Prisma

Cuenta Karl Lagerfeld que era francamente díficil encontrar a alguien que le hiciera a uno el look book de la colección y que por eso él dio los primeros pasos en el mundo de la fotografía de modas que más allá de la que rozaba el arte era, prácticamente, inexistente.
Pero no es Lagerfeld el gran renovador. Sino Poiret.
Poiret, después de que Worth crease las sosias-modelos para enseñar sus colecciones, las quiso hacer llegar a un público más amplio y decidió fotografiarlas. Claro. La idea era una gran idea pero tenía el inconveniente de la calidad de las imágenes de la época y de que si Poiret era un enamorado de Oriente, lo era, sobre todo por el color.
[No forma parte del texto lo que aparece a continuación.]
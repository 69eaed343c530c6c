use thiserror::Error;

/// Failures talking to an object store.
#[derive(Debug, Error)]
pub enum GatewayError {
    #[error("gateway request failed: {0}")]
    Network(String),

    #[error("gateway request timed out")]
    Timeout,

    #[error("gateway returned status {status}: {body}")]
    Status { status: u16, body: String },

    #[error("gateway response invalid: {0}")]
    InvalidResponse(String),

    #[error("object not found: {0}")]
    NotFound(String),

    #[error("invalid locator: {0}")]
    InvalidLocator(String),

    #[error("gateway misconfigured: {0}")]
    Config(String),

    #[error("local store I/O error: {0}")]
    Io(#[from] std::io::Error),
}

impl From<reqwest::Error> for GatewayError {
    fn from(err: reqwest::Error) -> Self {
        if err.is_timeout() {
            GatewayError::Timeout
        } else if err.is_decode() {
            GatewayError::InvalidResponse(err.to_string())
        } else {
            GatewayError::Network(err.to_string())
        }
    }
}

impl From<serde_json::Error> for GatewayError {
    fn from(err: serde_json::Error) -> Self {
        GatewayError::InvalidResponse(err.to_string())
    }
}

pub type Result<T> = std::result::Result<T, GatewayError>;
Porque aunque Diaghilev veía palomitas blancas en Chanel y Misia Sert, Poiret lo que veía eran tonos grises y terrosos donde debían estar los deslumbrantes rosas, los inconmesurables verdes limas que él usaba convirtiendo a las mujeres en florecillas salvajes en vez de un mustias flores de un color borroso.
Así que contrató a ilustradores -Lepape e Iribe- para que brillasen sus colores. Y Vogue lo aplaudió.
Aunque, la verdad, es que Worth ya fotografiaba sus vestidos con elegantes trucos ópticos y que sería la foto la que de verdad calase en la moda hasta hoy. Porque el dibujo se quedó en sustitutivo de la pobre calidad que tenían las fotos en vez de la gran calidad que debían tener.
Y, por cierto, fue a Worth al que se le ocurrió poner un espejo para hacer trucos ópticos y enseñar el vestido por todas las caras.